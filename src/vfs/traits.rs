/*!
 * VFS Traits
 * Core file-system abstraction
 */

use super::types::*;

/// Virtual file-system trait
///
/// Paths are fully resolved. Each call completes as a single step against
/// the backing store, so no partially-applied state is ever observable.
pub trait FileSystem: Send + Sync {
    /// Read entire file contents
    fn read_file(&self, path: &VfsPath) -> VfsResult<String>;

    /// Write entire file contents (create or overwrite)
    ///
    /// Reports whether the file was created, decided under the same
    /// mutation that wrote it.
    fn write_file(&self, path: &VfsPath, content: &str) -> VfsResult<WriteOutcome>;

    /// List folder contents ordered by name
    fn list_directory(&self, path: &VfsPath) -> VfsResult<Vec<FileSystemNode>>;

    /// Create an empty folder; the parent must exist
    fn create_directory(&self, path: &VfsPath) -> VfsResult<()>;

    /// Delete a file or an empty folder
    fn delete_item(&self, path: &VfsPath) -> VfsResult<()>;

    /// Rename an item within its folder
    fn rename_item(&self, path: &VfsPath, new_name: &str) -> VfsResult<VfsPath>;

    /// Deep-copy an item to a new, unoccupied path
    fn copy_item(&self, source: &VfsPath, destination: &VfsPath) -> VfsResult<()>;

    /// Relocate an item to a new, unoccupied path
    fn move_item(&self, source: &VfsPath, destination: &VfsPath) -> VfsResult<()>;

    /// Snapshot of the node at `path`
    fn metadata(&self, path: &VfsPath) -> VfsResult<FileSystemNode>;

    /// Check if a file or folder exists
    fn exists(&self, path: &VfsPath) -> bool {
        self.metadata(path).is_ok()
    }

    /// File-system name/type
    fn name(&self) -> &str;
}
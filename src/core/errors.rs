/*!
 * Error Types
 * Centralized error handling with thiserror, miette, and serde support
 */

use miette::Diagnostic;
use serde::{Deserialize, Serialize};
use thiserror::Error;

// Re-export VfsError from vfs module
pub use crate::vfs::types::{VfsError, VfsResult};

/// App lifecycle errors with serialization support
#[derive(Error, Debug, Clone, Serialize, Deserialize, PartialEq, Eq, Diagnostic)]
#[serde(tag = "error_type", content = "details", rename_all = "snake_case")]
pub enum AppError {
    #[error("App \"{0}\" not found")]
    #[diagnostic(
        code(app::unknown),
        help("The app id is not registered. Check the registry catalog.")
    )]
    UnknownApp(String),

    #[error("No open window with id {0}")]
    #[diagnostic(
        code(app::instance_not_found),
        help("The window may already have been closed.")
    )]
    InstanceNotFound(String),
}

pub type AppResult<T> = Result<T, AppError>;

/// Clipboard errors
#[derive(Error, Debug, Clone, Serialize, Deserialize, PartialEq, Eq, Diagnostic)]
#[serde(tag = "error_type", content = "details", rename_all = "snake_case")]
pub enum ClipboardError {
    #[error("Clipboard is empty.")]
    #[diagnostic(code(clipboard::empty), help("Copy or cut an item first."))]
    Empty,

    #[error("Invalid item in clipboard: {0}")]
    #[diagnostic(
        code(clipboard::invalid_item),
        help("Only file and folder entries can be pasted into a folder.")
    )]
    InvalidItem(String),
}

pub type ClipboardResult<T> = Result<T, ClipboardError>;

/// Unified error for facade-level operations
#[derive(Error, Debug, Clone, PartialEq, Eq, Diagnostic)]
pub enum SystemError {
    #[error(transparent)]
    #[diagnostic(transparent)]
    Vfs(#[from] VfsError),

    #[error(transparent)]
    #[diagnostic(transparent)]
    App(#[from] AppError),

    #[error(transparent)]
    #[diagnostic(transparent)]
    Clipboard(#[from] ClipboardError),
}

/// Common result type for facade operations
pub type SystemResult<T> = Result<T, SystemError>;
/*!
 * Notification Center
 * Toast notifications with automatic expiry
 */

use parking_lot::RwLock;
use serde::{Deserialize, Serialize};
use std::fmt;
use std::sync::{Arc, Weak};
use std::time::Duration;
use tokio::time::Instant;
use tracing::{debug, info};

use super::bus::{EventBus, NotificationEvent, SystemEvent};
use crate::core::id::{AtomicGenerator, IdGenerator};
use crate::core::types::{now_millis, Timestamp};

/// Notification id
pub type NotificationId = u64;

/// Toast severity
#[derive(Debug, Clone, Copy, PartialEq, Eq, Hash, Serialize, Deserialize)]
#[serde(rename_all = "snake_case")]
pub enum Severity {
    Info,
    Warning,
    Error,
    Success,
}

impl Severity {
    /// Title used when the caller does not supply one
    pub const fn default_title(self) -> &'static str {
        match self {
            Severity::Info => "Information",
            Severity::Warning => "Warning",
            Severity::Error => "Error",
            Severity::Success => "Success",
        }
    }
}

impl fmt::Display for Severity {
    fn fmt(&self, f: &mut fmt::Formatter<'_>) -> fmt::Result {
        let label = match self {
            Severity::Info => "info",
            Severity::Warning => "warning",
            Severity::Error => "error",
            Severity::Success => "success",
        };
        f.write_str(label)
    }
}

/// One toast
#[derive(Debug, Clone, PartialEq, Eq, Serialize, Deserialize)]
pub struct SystemNotification {
    pub id: NotificationId,
    pub severity: Severity,
    pub title: String,
    pub message: String,
    pub timestamp: Timestamp,
}

#[derive(Debug)]
struct Entry {
    notification: SystemNotification,
    expires_at: Instant,
}

struct CenterInner {
    entries: RwLock<Vec<Entry>>,
    ids: AtomicGenerator,
    ttl: Duration,
    bus: EventBus,
}

/// Active toasts, oldest first
///
/// Expiry is scheduled on the tokio runtime when one is running; expired
/// entries are also dropped on every read, so the list stays correct without
/// a runtime.
#[derive(Clone)]
pub struct NotificationCenter {
    inner: Arc<CenterInner>,
}

impl NotificationCenter {
    pub fn new(bus: EventBus, ttl: Duration) -> Self {
        Self {
            inner: Arc::new(CenterInner {
                entries: RwLock::new(Vec::new()),
                ids: AtomicGenerator::default(),
                ttl,
                bus,
            }),
        }
    }

    pub fn ttl(&self) -> Duration {
        self.inner.ttl
    }

    /// Add a toast and schedule its removal
    pub fn add(
        &self,
        severity: Severity,
        title: impl Into<String>,
        message: impl Into<String>,
    ) -> NotificationId {
        let notification = SystemNotification {
            id: self.inner.ids.next(),
            severity,
            title: title.into(),
            message: message.into(),
            timestamp: now_millis(),
        };
        let id = notification.id;

        self.inner.entries.write().push(Entry {
            notification: notification.clone(),
            expires_at: Instant::now() + self.inner.ttl,
        });
        info!(
            id,
            severity = %notification.severity,
            title = %notification.title,
            "{}",
            notification.message
        );

        self.inner
            .bus
            .publish(SystemEvent::Notification(NotificationEvent::Added(notification)));
        self.schedule_expiry(id);
        id
    }

    fn schedule_expiry(&self, id: NotificationId) {
        let Ok(handle) = tokio::runtime::Handle::try_current() else {
            return;
        };
        let center: Weak<CenterInner> = Arc::downgrade(&self.inner);
        let ttl = self.inner.ttl;
        handle.spawn(async move {
            tokio::time::sleep(ttl).await;
            if let Some(inner) = center.upgrade() {
                NotificationCenter { inner }.remove(id);
            }
        });
    }

    /// Remove a toast; false if it was already gone
    pub fn remove(&self, id: NotificationId) -> bool {
        let removed = {
            let mut entries = self.inner.entries.write();
            let before = entries.len();
            entries.retain(|e| e.notification.id != id);
            entries.len() != before
        };

        if removed {
            debug!(id, "Notification removed");
            self.inner
                .bus
                .publish(SystemEvent::Notification(NotificationEvent::Removed { id }));
        }
        removed
    }

    /// Snapshot of unexpired toasts
    pub fn active(&self) -> Vec<SystemNotification> {
        self.purge_expired();
        self.inner
            .entries
            .read()
            .iter()
            .map(|e| e.notification.clone())
            .collect()
    }

    pub fn len(&self) -> usize {
        self.active().len()
    }

    pub fn is_empty(&self) -> bool {
        self.len() == 0
    }

    fn purge_expired(&self) {
        let now = Instant::now();
        let expired: Vec<NotificationId> = {
            let mut entries = self.inner.entries.write();
            let expired = entries
                .iter()
                .filter(|e| e.expires_at <= now)
                .map(|e| e.notification.id)
                .collect();
            entries.retain(|e| e.expires_at > now);
            expired
        };

        for id in expired {
            self.inner
                .bus
                .publish(SystemEvent::Notification(NotificationEvent::Removed { id }));
        }
    }
}

impl fmt::Debug for NotificationCenter {
    fn fmt(&self, f: &mut fmt::Formatter<'_>) -> fmt::Result {
        f.debug_struct("NotificationCenter")
            .field("active", &self.inner.entries.read().len())
            .field("ttl", &self.inner.ttl)
            .finish()
    }
}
________________________
• Your objective
From the data above, output only the lines between the line containing "pub fn len(&self)" and the line containing "let expired: Vec<NotificationId>", inclusive, exactly as written.

• Finished exercise
    pub fn len(&self) -> usize {
        self.active().len()
    }

    pub fn is_empty(&self) -> bool {
        self.len() == 0
    }

    fn purge_expired(&self) {
        let now = Instant::now();
        let expired: Vec<NotificationId> = {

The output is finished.